- [Listed entries]

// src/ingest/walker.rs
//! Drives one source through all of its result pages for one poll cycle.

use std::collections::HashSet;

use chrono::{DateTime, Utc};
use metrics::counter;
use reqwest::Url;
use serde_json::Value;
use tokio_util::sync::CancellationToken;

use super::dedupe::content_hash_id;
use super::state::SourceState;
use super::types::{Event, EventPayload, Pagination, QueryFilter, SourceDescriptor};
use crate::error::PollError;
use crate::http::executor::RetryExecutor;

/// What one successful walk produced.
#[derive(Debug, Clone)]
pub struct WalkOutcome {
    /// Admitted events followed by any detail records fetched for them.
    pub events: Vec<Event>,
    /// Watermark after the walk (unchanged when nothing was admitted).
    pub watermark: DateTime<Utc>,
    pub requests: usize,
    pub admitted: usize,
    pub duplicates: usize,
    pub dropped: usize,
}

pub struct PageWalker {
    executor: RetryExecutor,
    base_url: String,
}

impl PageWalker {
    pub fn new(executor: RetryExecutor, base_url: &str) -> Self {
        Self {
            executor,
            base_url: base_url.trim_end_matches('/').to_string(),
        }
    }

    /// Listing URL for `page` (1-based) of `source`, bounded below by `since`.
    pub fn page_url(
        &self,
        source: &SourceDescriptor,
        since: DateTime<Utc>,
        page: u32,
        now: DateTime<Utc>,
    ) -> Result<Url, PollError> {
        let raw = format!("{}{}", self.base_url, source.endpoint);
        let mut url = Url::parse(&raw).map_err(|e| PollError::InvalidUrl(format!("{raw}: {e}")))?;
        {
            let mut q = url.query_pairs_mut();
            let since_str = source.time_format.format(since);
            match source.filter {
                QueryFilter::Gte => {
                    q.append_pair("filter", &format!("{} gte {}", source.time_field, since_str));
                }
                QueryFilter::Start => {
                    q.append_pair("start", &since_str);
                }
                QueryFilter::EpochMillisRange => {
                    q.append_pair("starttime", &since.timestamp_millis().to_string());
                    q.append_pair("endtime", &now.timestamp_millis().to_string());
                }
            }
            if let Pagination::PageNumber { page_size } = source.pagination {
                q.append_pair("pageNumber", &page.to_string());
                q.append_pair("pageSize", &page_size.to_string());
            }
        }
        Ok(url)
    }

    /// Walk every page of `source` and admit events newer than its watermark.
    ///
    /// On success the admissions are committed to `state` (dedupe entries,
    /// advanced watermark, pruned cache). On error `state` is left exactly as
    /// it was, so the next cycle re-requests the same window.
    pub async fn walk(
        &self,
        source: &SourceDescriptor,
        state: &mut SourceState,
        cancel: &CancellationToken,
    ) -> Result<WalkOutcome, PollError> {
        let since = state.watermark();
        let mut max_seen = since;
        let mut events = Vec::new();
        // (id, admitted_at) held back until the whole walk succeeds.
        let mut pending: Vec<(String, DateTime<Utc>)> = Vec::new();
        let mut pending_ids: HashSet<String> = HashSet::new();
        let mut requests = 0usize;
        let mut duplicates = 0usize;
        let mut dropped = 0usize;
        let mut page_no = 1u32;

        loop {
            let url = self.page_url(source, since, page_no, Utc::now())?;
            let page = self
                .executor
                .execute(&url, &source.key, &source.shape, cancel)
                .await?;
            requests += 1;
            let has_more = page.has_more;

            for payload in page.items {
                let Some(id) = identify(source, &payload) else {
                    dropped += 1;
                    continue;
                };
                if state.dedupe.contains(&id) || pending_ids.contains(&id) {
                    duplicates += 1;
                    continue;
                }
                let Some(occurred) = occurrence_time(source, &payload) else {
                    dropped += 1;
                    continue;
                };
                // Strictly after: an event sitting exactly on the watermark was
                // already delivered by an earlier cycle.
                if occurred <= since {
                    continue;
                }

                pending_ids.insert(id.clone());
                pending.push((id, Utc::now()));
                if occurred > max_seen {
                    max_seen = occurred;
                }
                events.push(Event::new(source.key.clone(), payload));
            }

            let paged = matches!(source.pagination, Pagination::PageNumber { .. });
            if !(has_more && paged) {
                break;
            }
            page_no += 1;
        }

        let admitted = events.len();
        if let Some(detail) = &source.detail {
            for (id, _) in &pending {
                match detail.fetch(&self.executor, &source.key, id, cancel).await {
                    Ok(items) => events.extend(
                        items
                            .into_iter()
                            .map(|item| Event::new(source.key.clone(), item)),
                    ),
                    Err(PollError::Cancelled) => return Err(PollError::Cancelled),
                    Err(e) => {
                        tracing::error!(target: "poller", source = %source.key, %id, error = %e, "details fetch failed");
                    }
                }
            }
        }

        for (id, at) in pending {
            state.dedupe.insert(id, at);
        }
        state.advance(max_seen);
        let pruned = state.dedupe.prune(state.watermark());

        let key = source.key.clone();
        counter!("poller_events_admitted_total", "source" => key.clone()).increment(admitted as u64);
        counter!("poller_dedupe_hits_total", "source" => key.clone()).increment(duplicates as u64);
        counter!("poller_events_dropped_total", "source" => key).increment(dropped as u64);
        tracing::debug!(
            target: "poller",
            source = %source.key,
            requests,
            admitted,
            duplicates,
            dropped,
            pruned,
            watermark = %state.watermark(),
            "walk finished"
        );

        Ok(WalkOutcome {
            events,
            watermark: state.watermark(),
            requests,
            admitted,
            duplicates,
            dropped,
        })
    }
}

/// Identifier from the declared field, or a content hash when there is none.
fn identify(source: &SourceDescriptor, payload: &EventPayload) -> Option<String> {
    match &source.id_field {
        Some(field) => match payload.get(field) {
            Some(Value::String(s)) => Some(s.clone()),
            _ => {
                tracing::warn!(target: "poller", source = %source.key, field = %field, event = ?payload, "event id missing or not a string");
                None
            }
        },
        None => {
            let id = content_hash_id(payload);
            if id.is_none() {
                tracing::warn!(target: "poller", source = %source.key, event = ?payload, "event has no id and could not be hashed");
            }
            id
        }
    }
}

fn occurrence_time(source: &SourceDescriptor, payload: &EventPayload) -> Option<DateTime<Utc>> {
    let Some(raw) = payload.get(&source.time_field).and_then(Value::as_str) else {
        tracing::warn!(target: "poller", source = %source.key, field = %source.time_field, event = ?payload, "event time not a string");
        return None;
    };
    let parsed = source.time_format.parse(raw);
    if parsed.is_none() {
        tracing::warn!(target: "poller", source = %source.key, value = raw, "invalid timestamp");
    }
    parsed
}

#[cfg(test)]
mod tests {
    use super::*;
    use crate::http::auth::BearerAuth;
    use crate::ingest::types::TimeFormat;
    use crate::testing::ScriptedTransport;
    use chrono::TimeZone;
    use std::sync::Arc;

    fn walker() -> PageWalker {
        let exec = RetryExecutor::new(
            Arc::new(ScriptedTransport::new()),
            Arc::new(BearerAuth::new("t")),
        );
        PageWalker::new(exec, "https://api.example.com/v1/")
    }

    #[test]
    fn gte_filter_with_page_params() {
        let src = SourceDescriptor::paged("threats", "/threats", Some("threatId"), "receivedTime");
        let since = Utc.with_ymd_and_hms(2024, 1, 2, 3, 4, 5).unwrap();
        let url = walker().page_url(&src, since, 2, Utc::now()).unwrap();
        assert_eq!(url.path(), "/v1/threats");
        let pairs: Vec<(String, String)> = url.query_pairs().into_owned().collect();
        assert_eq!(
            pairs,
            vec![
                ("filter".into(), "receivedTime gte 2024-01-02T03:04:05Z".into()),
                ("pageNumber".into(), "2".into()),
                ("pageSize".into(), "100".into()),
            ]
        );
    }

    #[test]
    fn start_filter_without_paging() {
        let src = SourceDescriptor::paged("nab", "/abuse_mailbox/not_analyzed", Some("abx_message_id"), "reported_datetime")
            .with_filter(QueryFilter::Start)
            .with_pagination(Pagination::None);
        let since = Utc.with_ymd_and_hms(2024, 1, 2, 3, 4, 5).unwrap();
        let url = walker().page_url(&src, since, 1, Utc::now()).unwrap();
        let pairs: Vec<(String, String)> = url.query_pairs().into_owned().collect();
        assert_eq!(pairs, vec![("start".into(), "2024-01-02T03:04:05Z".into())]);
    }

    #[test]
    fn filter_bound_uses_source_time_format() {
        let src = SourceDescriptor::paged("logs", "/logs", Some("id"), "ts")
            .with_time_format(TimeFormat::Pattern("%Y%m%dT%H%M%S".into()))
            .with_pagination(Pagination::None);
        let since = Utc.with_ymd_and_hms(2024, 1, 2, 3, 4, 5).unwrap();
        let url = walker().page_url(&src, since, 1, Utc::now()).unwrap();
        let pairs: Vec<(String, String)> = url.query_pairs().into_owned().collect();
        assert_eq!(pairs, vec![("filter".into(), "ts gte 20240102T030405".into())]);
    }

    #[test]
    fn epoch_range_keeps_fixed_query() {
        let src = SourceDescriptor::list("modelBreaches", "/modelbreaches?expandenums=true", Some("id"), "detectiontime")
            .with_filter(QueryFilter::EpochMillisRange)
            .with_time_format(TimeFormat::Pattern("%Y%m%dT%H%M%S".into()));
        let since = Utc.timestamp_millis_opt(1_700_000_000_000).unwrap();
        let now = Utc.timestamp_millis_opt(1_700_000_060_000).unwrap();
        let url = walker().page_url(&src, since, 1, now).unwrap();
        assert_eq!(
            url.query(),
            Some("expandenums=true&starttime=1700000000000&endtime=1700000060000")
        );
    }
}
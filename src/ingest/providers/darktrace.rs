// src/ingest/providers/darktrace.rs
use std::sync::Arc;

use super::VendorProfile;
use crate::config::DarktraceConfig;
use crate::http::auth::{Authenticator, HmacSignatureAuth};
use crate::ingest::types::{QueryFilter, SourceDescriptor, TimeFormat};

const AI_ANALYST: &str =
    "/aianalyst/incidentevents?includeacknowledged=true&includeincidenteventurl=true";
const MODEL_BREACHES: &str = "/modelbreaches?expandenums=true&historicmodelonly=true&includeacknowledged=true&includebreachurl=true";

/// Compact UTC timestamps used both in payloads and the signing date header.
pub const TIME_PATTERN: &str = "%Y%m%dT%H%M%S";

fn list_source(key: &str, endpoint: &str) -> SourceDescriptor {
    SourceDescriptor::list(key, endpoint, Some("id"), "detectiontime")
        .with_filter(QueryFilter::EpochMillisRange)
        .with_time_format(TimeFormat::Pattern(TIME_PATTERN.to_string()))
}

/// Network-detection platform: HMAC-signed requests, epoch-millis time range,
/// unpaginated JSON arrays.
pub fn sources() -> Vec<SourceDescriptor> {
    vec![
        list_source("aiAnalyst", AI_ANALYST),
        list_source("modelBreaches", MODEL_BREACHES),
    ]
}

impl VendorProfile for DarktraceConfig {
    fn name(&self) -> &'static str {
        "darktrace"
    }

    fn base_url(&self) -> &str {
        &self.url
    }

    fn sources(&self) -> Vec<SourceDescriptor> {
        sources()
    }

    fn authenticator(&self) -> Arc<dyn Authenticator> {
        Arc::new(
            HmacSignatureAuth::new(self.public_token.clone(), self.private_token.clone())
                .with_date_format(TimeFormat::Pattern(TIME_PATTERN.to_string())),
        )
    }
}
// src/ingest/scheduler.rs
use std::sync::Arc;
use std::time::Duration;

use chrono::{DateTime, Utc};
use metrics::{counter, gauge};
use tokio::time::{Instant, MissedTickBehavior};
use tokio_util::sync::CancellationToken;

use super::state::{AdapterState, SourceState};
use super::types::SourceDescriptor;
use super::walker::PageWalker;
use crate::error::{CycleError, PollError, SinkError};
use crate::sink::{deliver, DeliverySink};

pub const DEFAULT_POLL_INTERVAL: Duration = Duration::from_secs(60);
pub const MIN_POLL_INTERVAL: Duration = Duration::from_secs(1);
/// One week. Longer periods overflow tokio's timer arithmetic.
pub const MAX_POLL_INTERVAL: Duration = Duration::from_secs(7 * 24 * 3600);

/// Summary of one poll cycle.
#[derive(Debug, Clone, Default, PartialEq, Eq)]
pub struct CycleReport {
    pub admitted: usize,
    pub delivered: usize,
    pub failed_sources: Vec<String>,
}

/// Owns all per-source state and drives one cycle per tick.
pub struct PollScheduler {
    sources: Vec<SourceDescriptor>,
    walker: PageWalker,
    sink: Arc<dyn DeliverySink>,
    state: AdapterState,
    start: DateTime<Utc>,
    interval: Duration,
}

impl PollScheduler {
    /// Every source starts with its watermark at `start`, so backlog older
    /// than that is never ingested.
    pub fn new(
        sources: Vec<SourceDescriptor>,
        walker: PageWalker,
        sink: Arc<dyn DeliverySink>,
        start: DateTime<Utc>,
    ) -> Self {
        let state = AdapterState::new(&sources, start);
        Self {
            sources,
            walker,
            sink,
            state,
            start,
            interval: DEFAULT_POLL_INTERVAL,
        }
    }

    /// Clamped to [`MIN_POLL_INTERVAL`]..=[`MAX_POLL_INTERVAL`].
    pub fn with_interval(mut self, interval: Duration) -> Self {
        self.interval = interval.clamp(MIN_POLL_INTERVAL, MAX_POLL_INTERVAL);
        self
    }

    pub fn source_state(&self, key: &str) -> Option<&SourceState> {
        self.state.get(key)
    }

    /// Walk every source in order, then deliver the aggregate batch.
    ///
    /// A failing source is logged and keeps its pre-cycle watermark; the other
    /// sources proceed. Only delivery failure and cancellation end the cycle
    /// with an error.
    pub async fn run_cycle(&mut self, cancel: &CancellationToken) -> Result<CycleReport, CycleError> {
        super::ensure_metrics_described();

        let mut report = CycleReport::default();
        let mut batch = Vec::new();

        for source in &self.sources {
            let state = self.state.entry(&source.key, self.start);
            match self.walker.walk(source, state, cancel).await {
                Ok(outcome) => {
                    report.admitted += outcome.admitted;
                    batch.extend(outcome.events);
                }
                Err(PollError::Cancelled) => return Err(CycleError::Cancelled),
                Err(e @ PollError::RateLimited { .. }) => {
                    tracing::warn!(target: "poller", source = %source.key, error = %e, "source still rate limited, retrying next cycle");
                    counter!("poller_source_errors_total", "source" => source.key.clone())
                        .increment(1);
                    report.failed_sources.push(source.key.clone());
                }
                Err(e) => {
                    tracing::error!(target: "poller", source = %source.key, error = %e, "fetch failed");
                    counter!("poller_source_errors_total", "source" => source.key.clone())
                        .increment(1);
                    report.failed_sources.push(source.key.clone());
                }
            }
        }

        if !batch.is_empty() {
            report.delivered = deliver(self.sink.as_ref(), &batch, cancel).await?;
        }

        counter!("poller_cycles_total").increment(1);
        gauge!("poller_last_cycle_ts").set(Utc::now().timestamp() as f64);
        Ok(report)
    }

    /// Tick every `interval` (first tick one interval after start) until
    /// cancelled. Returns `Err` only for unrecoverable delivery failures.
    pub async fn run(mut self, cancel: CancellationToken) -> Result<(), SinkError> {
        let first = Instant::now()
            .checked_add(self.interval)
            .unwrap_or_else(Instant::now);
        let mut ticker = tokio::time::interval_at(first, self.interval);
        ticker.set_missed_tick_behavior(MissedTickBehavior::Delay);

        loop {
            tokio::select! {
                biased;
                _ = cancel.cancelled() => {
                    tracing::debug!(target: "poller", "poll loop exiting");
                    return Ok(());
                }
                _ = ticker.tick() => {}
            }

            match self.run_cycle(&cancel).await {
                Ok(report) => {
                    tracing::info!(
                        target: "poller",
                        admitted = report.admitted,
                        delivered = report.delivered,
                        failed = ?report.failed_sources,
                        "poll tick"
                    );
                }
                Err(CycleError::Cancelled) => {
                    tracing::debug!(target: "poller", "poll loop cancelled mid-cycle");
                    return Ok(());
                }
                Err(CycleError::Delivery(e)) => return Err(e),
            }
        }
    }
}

- [What this task involves] Copy the lines above that hold the word "AdapterState".

- [Answer box]
use super::state::{AdapterState, SourceState};
    state: AdapterState,
        let state = AdapterState::new(&sources, start);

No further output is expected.